===== EXTRACTED DATA =====

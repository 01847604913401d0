use thiserror::Error;

/// Failure of a mode switch. The controller is left untouched when one is returned.
#[derive(Error, Debug, Clone, PartialEq, Eq)]
pub enum ModeError {
    #[error("Unknown mode: {name}")]
    UnknownMode { name: String },

    #[error("Unable to switch to previous mode as the mode history stack is empty")]
    EmptyHistoryStack,
}
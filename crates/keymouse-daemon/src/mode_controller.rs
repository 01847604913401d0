//! Mode state machine
//!
//! The controller owns the current mode and advances its timers on every tick:
//!
//! - **unhandled keys**: if the mode names a mode to switch to when only keys
//!   outside of any combo are held, that switch happens first and nothing else
//!   runs for the tick.
//! - **cursor hiding**: while the mouse idles, the hide-cursor timer counts
//!   down and hides the cursor once it runs out. Activity restores the cursor,
//!   unless the mode hides it immediately (zero idle duration).
//! - **timeout**: counts down (only while idle if so configured) and switches
//!   to the configured next mode once it runs out.
//!
//! Modes configured with `push-to-history` are remembered when left, and
//! [`PREVIOUS_MODE_FROM_HISTORY_STACK`] switches back to the latest of them.

use std::sync::Arc;
use std::time::Duration;

use keymouse_config::{Mode, ModeMap, PREVIOUS_MODE_FROM_HISTORY_STACK};

use crate::error::ModeError;
use crate::state::{KeyboardState, MouseState};

/// Observer of mode changes.
pub trait ModeListener {
    fn mode_changed(&mut self, mode: &Mode);

    fn mode_timed_out(&mut self);
}

/// Shows and hides the pointer.
pub trait CursorVisibility {
    fn hide_cursor(&mut self);

    fn show_cursor(&mut self);
}

pub struct ModeController {
    mode_map: ModeMap,
    current_mode: Arc<Mode>,
    mode_history_stack: Vec<Arc<Mode>>,
    cursor: Box<dyn CursorVisibility>,
    listeners: Vec<Box<dyn ModeListener>>,
    current_mode_cursor_hidden: bool,
    current_mode_timed_out: bool,
    mode_timeout_timer: Duration,
    hide_cursor_idle_timer: Duration,
    just_snapped_to_grid: bool,
}

impl ModeController {
    /// Create a controller in `initial_mode` and notify the listeners.
    pub fn new(
        mode_map: ModeMap,
        initial_mode: &str,
        cursor: Box<dyn CursorVisibility>,
        listeners: Vec<Box<dyn ModeListener>>,
    ) -> Result<Self, ModeError> {
        let current_mode = mode_map
            .get(initial_mode)
            .cloned()
            .ok_or_else(|| ModeError::UnknownMode {
                name: initial_mode.to_string(),
            })?;
        let mut controller = Self {
            mode_map,
            current_mode,
            mode_history_stack: Vec::new(),
            cursor,
            listeners,
            current_mode_cursor_hidden: false,
            current_mode_timed_out: false,
            mode_timeout_timer: Duration::ZERO,
            hide_cursor_idle_timer: Duration::ZERO,
            just_snapped_to_grid: false,
        };
        controller.enter_current_mode();
        Ok(controller)
    }

    pub fn current_mode(&self) -> &Arc<Mode> {
        &self.current_mode
    }

    #[cfg(test)]
    pub fn mode_history(&self) -> impl Iterator<Item = &str> {
        self.mode_history_stack.iter().rev().map(|mode| mode.name.as_str())
    }

    #[cfg(test)]
    pub fn cursor_hidden(&self) -> bool {
        self.current_mode_cursor_hidden
    }

    /// Returns whether the current mode timed out since the last call.
    pub fn poll_current_mode_timed_out(&mut self) -> bool {
        std::mem::replace(&mut self.current_mode_timed_out, false)
    }

    /// Record a grid snap, which counts as activity for the next tick.
    pub fn snapped_to_grid(&mut self) {
        self.just_snapped_to_grid = true;
    }

    pub fn on_tick(
        &mut self,
        delta: Duration,
        mouse: &MouseState,
        keyboard: &KeyboardState,
    ) -> Result<(), ModeError> {
        if keyboard.pressing_unhandled_keys_only() {
            if let Some(next) = self.current_mode.mode_after_unhandled_keys_pressed.clone() {
                tracing::debug!("All currently pressed keys are unhandled, switching to {}", next);
                return self.switch_mode(&next);
            }
        }

        let mouse_idling = mouse.is_idle() && !self.just_snapped_to_grid;
        self.just_snapped_to_grid = false;
        let only_if_idle = self
            .current_mode
            .timeout
            .as_ref()
            .is_some_and(|timeout| timeout.only_if_idle);

        if !mouse_idling {
            self.reset_hide_cursor_timer();
            self.reset_current_mode_cursor_hidden();
        } else if self.current_mode.hide_cursor.enabled && !self.current_mode_cursor_hidden {
            self.hide_cursor_idle_timer = self.hide_cursor_idle_timer.saturating_sub(delta);
            if self.hide_cursor_idle_timer.is_zero() {
                tracing::debug!("Hide cursor timer for {} has elapsed", self.current_mode.name);
                self.current_mode_cursor_hidden = true;
                self.cursor.hide_cursor();
            }
        }

        if only_if_idle && !mouse_idling {
            self.reset_mode_timeout_timer();
        } else if let Some(timeout) = self.current_mode.timeout.clone() {
            self.mode_timeout_timer = self.mode_timeout_timer.saturating_sub(delta);
            if self.mode_timeout_timer.is_zero() {
                let next_mode = match self.resolve_mode(&timeout.next_mode) {
                    Ok(next_mode) => next_mode,
                    Err(e) => {
                        // Wait a full timeout before trying again.
                        self.reset_mode_timeout_timer();
                        return Err(e);
                    }
                };
                tracing::debug!(
                    "Current {} has timed out, switching to {}",
                    self.current_mode.name,
                    next_mode.name
                );
                for listener in &mut self.listeners {
                    listener.mode_timed_out();
                }
                self.current_mode_timed_out = true;
                self.enter_mode(next_mode);
            }
        }

        Ok(())
    }

    /// Switch to the named mode, or back in history for the
    /// `previous-mode-from-history-stack` name.
    ///
    /// Nothing changes when an error is returned.
    pub fn switch_mode(&mut self, name: &str) -> Result<(), ModeError> {
        let new_mode = self.resolve_mode(name)?;
        self.enter_mode(new_mode);
        Ok(())
    }

    fn resolve_mode(&self, name: &str) -> Result<Arc<Mode>, ModeError> {
        if name == PREVIOUS_MODE_FROM_HISTORY_STACK {
            self.mode_history_stack
                .last()
                .cloned()
                .ok_or(ModeError::EmptyHistoryStack)
        } else {
            self.mode_map
                .get(name)
                .cloned()
                .ok_or_else(|| ModeError::UnknownMode {
                    name: name.to_string(),
                })
        }
    }

    fn enter_mode(&mut self, new_mode: Arc<Mode>) {
        if let Some(index) = self.history_position(&new_mode.name) {
            self.mode_history_stack.truncate(index);
        } else if self.current_mode.push_to_history
            && self.history_position(&self.current_mode.name).is_none()
        {
            self.mode_history_stack.push(self.current_mode.clone());
        }

        tracing::debug!("Switching from {} to {}", self.current_mode.name, new_mode.name);
        self.current_mode = new_mode;
        self.enter_current_mode();
    }

    fn history_position(&self, name: &str) -> Option<usize> {
        self.mode_history_stack.iter().position(|mode| mode.name == name)
    }

    fn enter_current_mode(&mut self) {
        self.reset_current_mode_cursor_hidden();
        self.reset_hide_cursor_timer();
        self.reset_mode_timeout_timer();
        let mode = self.current_mode.clone();
        for listener in &mut self.listeners {
            listener.mode_changed(&mode);
        }
    }

    /// Show the cursor again unless the mode hides it immediately, in which
    /// case it is hidden right away.
    fn reset_current_mode_cursor_hidden(&mut self) {
        let hide_cursor = self.current_mode.hide_cursor;
        let hides_immediately = hide_cursor.enabled && hide_cursor.idle_duration.is_zero();
        if self.current_mode_cursor_hidden {
            if !hides_immediately {
                tracing::debug!("Showing cursor");
                self.cursor.show_cursor();
                self.current_mode_cursor_hidden = false;
            }
        } else if hides_immediately {
            tracing::debug!("Hiding cursor on entering {}", self.current_mode.name);
            self.cursor.hide_cursor();
            self.current_mode_cursor_hidden = true;
        }
    }

    fn reset_mode_timeout_timer(&mut self) {
        if let Some(timeout) = &self.current_mode.timeout {
            self.mode_timeout_timer = timeout.duration;
        }
    }

    fn reset_hide_cursor_timer(&mut self) {
        if self.current_mode.hide_cursor.enabled {
            self.hide_cursor_idle_timer = self.current_mode.hide_cursor.idle_duration;
        }
    }
}
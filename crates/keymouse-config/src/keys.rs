//! Key names used by the combo grammar
//!
//! Any evdev key name is accepted with or without its `KEY_` prefix
//! (`a`, `leftctrl`, `KEY_KP1`), case-insensitively. A handful of common
//! aliases and the three mouse buttons are recognized on top of that.

use std::str::FromStr;

pub use evdev::Key;

/// Names that do not map to an evdev name by simply adding `KEY_`.
const ALIASES: &[(&str, Key)] = &[
    ("ESCAPE", Key::KEY_ESC),
    ("RETURN", Key::KEY_ENTER),
    ("CAPS", Key::KEY_CAPSLOCK),
    ("CAPS_LOCK", Key::KEY_CAPSLOCK),
    ("CTRL", Key::KEY_LEFTCTRL),
    ("LCTRL", Key::KEY_LEFTCTRL),
    ("RCTRL", Key::KEY_RIGHTCTRL),
    ("SHIFT", Key::KEY_LEFTSHIFT),
    ("LSHIFT", Key::KEY_LEFTSHIFT),
    ("RSHIFT", Key::KEY_RIGHTSHIFT),
    ("ALT", Key::KEY_LEFTALT),
    ("LALT", Key::KEY_LEFTALT),
    ("RALT", Key::KEY_RIGHTALT),
    ("SUPER", Key::KEY_LEFTMETA),
    ("META", Key::KEY_LEFTMETA),
    ("WIN", Key::KEY_LEFTMETA),
    ("LMETA", Key::KEY_LEFTMETA),
    ("RMETA", Key::KEY_RIGHTMETA),
    ("EQUALS", Key::KEY_EQUAL),
    ("PERIOD", Key::KEY_DOT),
    ("LBRACE", Key::KEY_LEFTBRACE),
    ("RBRACE", Key::KEY_RIGHTBRACE),
    ("PGUP", Key::KEY_PAGEUP),
    ("PGDN", Key::KEY_PAGEDOWN),
    ("PGDOWN", Key::KEY_PAGEDOWN),
    ("INS", Key::KEY_INSERT),
    ("DEL", Key::KEY_DELETE),
    ("UPARROW", Key::KEY_UP),
    ("DOWNARROW", Key::KEY_DOWN),
    ("LEFTARROW", Key::KEY_LEFT),
    ("RIGHTARROW", Key::KEY_RIGHT),
    ("LEFTBUTTON", Key::BTN_LEFT),
    ("MIDDLEBUTTON", Key::BTN_MIDDLE),
    ("RIGHTBUTTON", Key::BTN_RIGHT),
];

/// Resolve a key name to an evdev key.
pub fn parse_key(name: &str) -> Option<Key> {
    let upper = name.trim().to_uppercase();
    if upper.is_empty() {
        return None;
    }

    if let Some((_, key)) = ALIASES.iter().find(|(alias, _)| *alias == upper) {
        return Some(*key);
    }

    if let Some(numpad) = upper.strip_prefix("NUMPAD") {
        return Key::from_str(&format!("KEY_KP{}", numpad)).ok();
    }

    if upper.starts_with("KEY_") || upper.starts_with("BTN_") {
        return Key::from_str(&upper).ok();
    }

    Key::from_str(&format!("KEY_{}", upper)).ok()
}

/// Canonical, lowercase name of a key, accepted back by [`parse_key`].
pub fn key_name(key: Key) -> String {
    match key {
        Key::BTN_LEFT => return "leftbutton".to_string(),
        Key::BTN_MIDDLE => return "middlebutton".to_string(),
        Key::BTN_RIGHT => return "rightbutton".to_string(),
        _ => {}
    }
    let debug = format!("{:?}", key);
    match debug.strip_prefix("KEY_") {
        Some(stripped) => stripped.to_lowercase(),
        None => debug.to_lowercase(),
    }
}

=====

◆ BRIEF
Report, from the entries above, each line where "KeyboardState" is found.

◆ EXERCISE OUTPUT
use crate::state::{KeyboardState, MouseState};
        keyboard: &KeyboardState,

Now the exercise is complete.